CERPEN: Kolak Pisang

CERPEN: Kolak Pisang

--

Cerpen Indrayati, S.Pd.


"Beli ... beli ... murah … hanya lima ribu." Seorang anak kecil berbadan kurus terlihat menawarkan kolak pisang dagangannya ke orang-orang yang lewat.

Beberapa lapak penjual makanan dan minuman khas bulan suci Ramadan memenuhi lapangan desa, tempat tinggal Suci. Tahun ini, gadis kecil itu ikut berjualan di sana.

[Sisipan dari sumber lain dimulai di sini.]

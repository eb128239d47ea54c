//! ONNX Runtime implementations of the detector and embedding model.
//!
//! Sessions need `&mut` to run, so each one sits behind a mutex and concurrent
//! callers are serialized. The UltraFace detector is downloaded on first use;
//! the embedding model has to be provided by the user.

use anyhow::{anyhow, Result};
use image::DynamicImage;
use ort::session::{builder::GraphOptimizationLevel, Session};
use ort::value::Tensor;
use std::path::{Path, PathBuf};
use std::sync::Mutex;

use super::detector::{nms, Detection, EmbeddingModel, FaceDetector};
use crate::db::BoundingBox;

const ULTRAFACE_URL: &str =
    "https://github.com/onnx/models/raw/main/validated/vision/body_analysis/ultraface/models/version-RFB-320.onnx";

/// Download a model file if it doesn't exist
fn ensure_model(models_dir: &Path, filename: &str, url: &str) -> Result<PathBuf> {
    std::fs::create_dir_all(models_dir)?;
    let model_path = models_dir.join(filename);

    if !model_path.exists() {
        tracing::info!(model = %filename, "Downloading model...");
        let response = ureq::get(url)
            .call()
            .map_err(|e| anyhow!("Failed to download model: {}", e))?;

        // Partial downloads stay under .part
        let partial = model_path.with_extension("part");
        let mut file = std::fs::File::create(&partial)?;
        std::io::copy(&mut response.into_reader(), &mut file)?;
        std::fs::rename(&partial, &model_path)?;
        tracing::info!(model = %filename, path = ?model_path, "Model downloaded");
    }

    Ok(model_path)
}

fn build_session(path: &Path) -> Result<Session> {
    Ok(Session::builder()?
        .with_optimization_level(GraphOptimizationLevel::Level3)?
        .with_intra_threads(4)?
        .commit_from_file(path)?)
}

fn with_session<T>(slot: &Mutex<Option<Session>>, f: impl FnOnce(&mut Session) -> Result<T>) -> Result<T> {
    let mut guard = slot
        .lock()
        .map_err(|e| anyhow!("Failed to lock model session: {}", e))?;
    let session = guard.as_mut().ok_or_else(|| anyhow!("Model has been closed"))?;
    f(session)
}

/// Write an RGB image into a planar NCHW buffer with `(pixel - mean) / std`.
fn to_nchw(img: &DynamicImage, width: u32, height: u32, mean: f32, std: f32) -> Vec<f32> {
    let resized = img.resize_exact(width, height, image::imageops::FilterType::Triangle);
    let rgb = resized.to_rgb8();
    let plane = (width * height) as usize;

    let mut data = vec![0.0f32; 3 * plane];
    for (x, y, pixel) in rgb.enumerate_pixels() {
        let idx = (y * width + x) as usize;
        for c in 0..3 {
            data[c * plane + idx] = (pixel[c] as f32 - mean) / std;
        }
    }
    data
}

// ============================================================================
// UltraFace detector
// ============================================================================

pub struct UltraFaceDetector {
    session: Mutex<Option<Session>>,
}

impl UltraFaceDetector {
    const INPUT_WIDTH: u32 = 320;
    const INPUT_HEIGHT: u32 = 240;
    /// Raw score floor; the extraction stage applies its own configured threshold.
    const SCORE_FLOOR: f32 = 0.5;
    const NMS_THRESHOLD: f32 = 0.3;

    pub fn load(models_dir: &Path, filename: &str) -> Result<Self> {
        let path = ensure_model(models_dir, filename, ULTRAFACE_URL)?;
        Ok(Self {
            session: Mutex::new(Some(build_session(&path)?)),
        })
    }

    fn run(session: &mut Session, img: &DynamicImage) -> Result<Vec<Detection>> {
        let (w, h) = (Self::INPUT_WIDTH, Self::INPUT_HEIGHT);
        let input_data = to_nchw(img, w, h, 127.0, 128.0);
        let input_tensor =
            Tensor::from_array(([1usize, 3, h as usize, w as usize], input_data.into_boxed_slice()))?;

        let outputs = session.run(ort::inputs!["input" => input_tensor])?;

        let scores_value = outputs.get("scores").ok_or_else(|| anyhow!("No scores output"))?;
        let boxes_value = outputs.get("boxes").ok_or_else(|| anyhow!("No boxes output"))?;

        let (scores_shape, scores_data) = scores_value.try_extract_tensor::<f32>()?;
        let (_boxes_shape, boxes_data) = boxes_value.try_extract_tensor::<f32>()?;

        // scores: [1, anchors, 2] (background, face); boxes: [1, anchors, 4] normalized corners
        let num_anchors = scores_shape[1] as usize;
        let mut detections = Vec::new();
        for i in 0..num_anchors {
            let confidence = scores_data[i * 2 + 1];
            if confidence < Self::SCORE_FLOOR {
                continue;
            }
            let bbox = BoundingBox::new(
                boxes_data[i * 4],
                boxes_data[i * 4 + 1],
                boxes_data[i * 4 + 2],
                boxes_data[i * 4 + 3],
            );
            if !bbox.is_empty() {
                detections.push(Detection { bbox, confidence });
            }
        }

        Ok(nms(detections, Self::NMS_THRESHOLD))
    }
}

impl FaceDetector for UltraFaceDetector {
    fn detect(&self, image: &DynamicImage) -> Result<Vec<Detection>> {
        with_session(&self.session, |session| Self::run(session, image))
    }

    fn close(&self) {
        if let Ok(mut guard) = self.session.lock() {
            guard.take();
        }
    }
}

// ============================================================================
// Embedding model
// ============================================================================

/// A 112x112 face embedding network such as MobileFaceNet or ArcFace.
pub struct OnnxEmbeddingModel {
    session: Mutex<Option<Session>>,
    dimension: usize,
}

impl OnnxEmbeddingModel {
    const INPUT_SIZE: u32 = 112;

    pub fn load(path: &Path, dimension: usize) -> Result<Self> {
        if !path.exists() {
            return Err(anyhow!(
                "Embedding model not found at {:?}; place a {}-dimensional face embedding ONNX model there",
                path,
                dimension
            ));
        }
        Ok(Self {
            session: Mutex::new(Some(build_session(path)?)),
            dimension,
        })
    }

    fn run(session: &mut Session, face: &DynamicImage) -> Result<Vec<f32>> {
        let size = Self::INPUT_SIZE;
        let input_data = to_nchw(face, size, size, 127.5, 127.5);
        let input_tensor =
            Tensor::from_array(([1usize, 3, size as usize, size as usize], input_data.into_boxed_slice()))?;

        let outputs = session.run(ort::inputs![input_tensor])?;

        let embedding_output = outputs
            .iter()
            .next()
            .ok_or_else(|| anyhow!("No embedding output"))?;
        let (_shape, data) = embedding_output.1.try_extract_tensor::<f32>()?;
        Ok(data.to_vec())
    }
}

impl EmbeddingModel for OnnxEmbeddingModel {
    fn dimension(&self) -> usize {
        self.dimension
    }

    fn embed(&self, face: &DynamicImage) -> Result<Vec<f32>> {
        with_session(&self.session, |session| Self::run(session, face))
    }

    fn close(&self) {
        if let Ok(mut guard) = self.session.lock() {
            guard.take();
        }
    }
}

Gadis kecil itu bersama kakaknya, Amir memang anak yang rajin. Setelah ayah mereka meninggal dunia, Suci dan kakaknya tidak pernah malu membantu Bu Minah berjualan. Kadang jualan kue, sering juga jualan es. Apa saja asal halal.

***

Pagi sekali, Suci dan Bu Minah sudah bersiap memasak kolak pisang untuk dijual. Bahan-bahannya sudah lengkap. Dua sisir pisang merupakan pemberian adik Bu Minah. Bahan lain seperti kelapa dan daun pandan diambil dari kebun mereka. Gula merah untuk menambah rasa manis didapat Bu Minah dari utang di warung Bu Seli.

"Bu, kalau kolak pisang kita habis, belikan Suci nasi padang, ya, Bu!" pinta Suci ketika membantu ibunya mengupas kulit pisang.

"Iya, Ibu beli dua, buat Suci satu bungkus, buat Amir satu," jawab Bu Minah.

Amir yang mendengar itu langsung semangat memarut kelapa tua. Dia membayangkan alangkah nikmatnya nasi padang lauk rendang yang akan dibelikan Bu Minah.

"Kak Amir, nanti kita jaga lapak agak siang, ya, biar cepat habis."

Amir mengacungkan jempol ke wajah Suci.

"Alhamdulillah, anak-anak Ibu rajin semua." Terlihat kekaguman di wajah Bu Minah. "Sudah, Amir?"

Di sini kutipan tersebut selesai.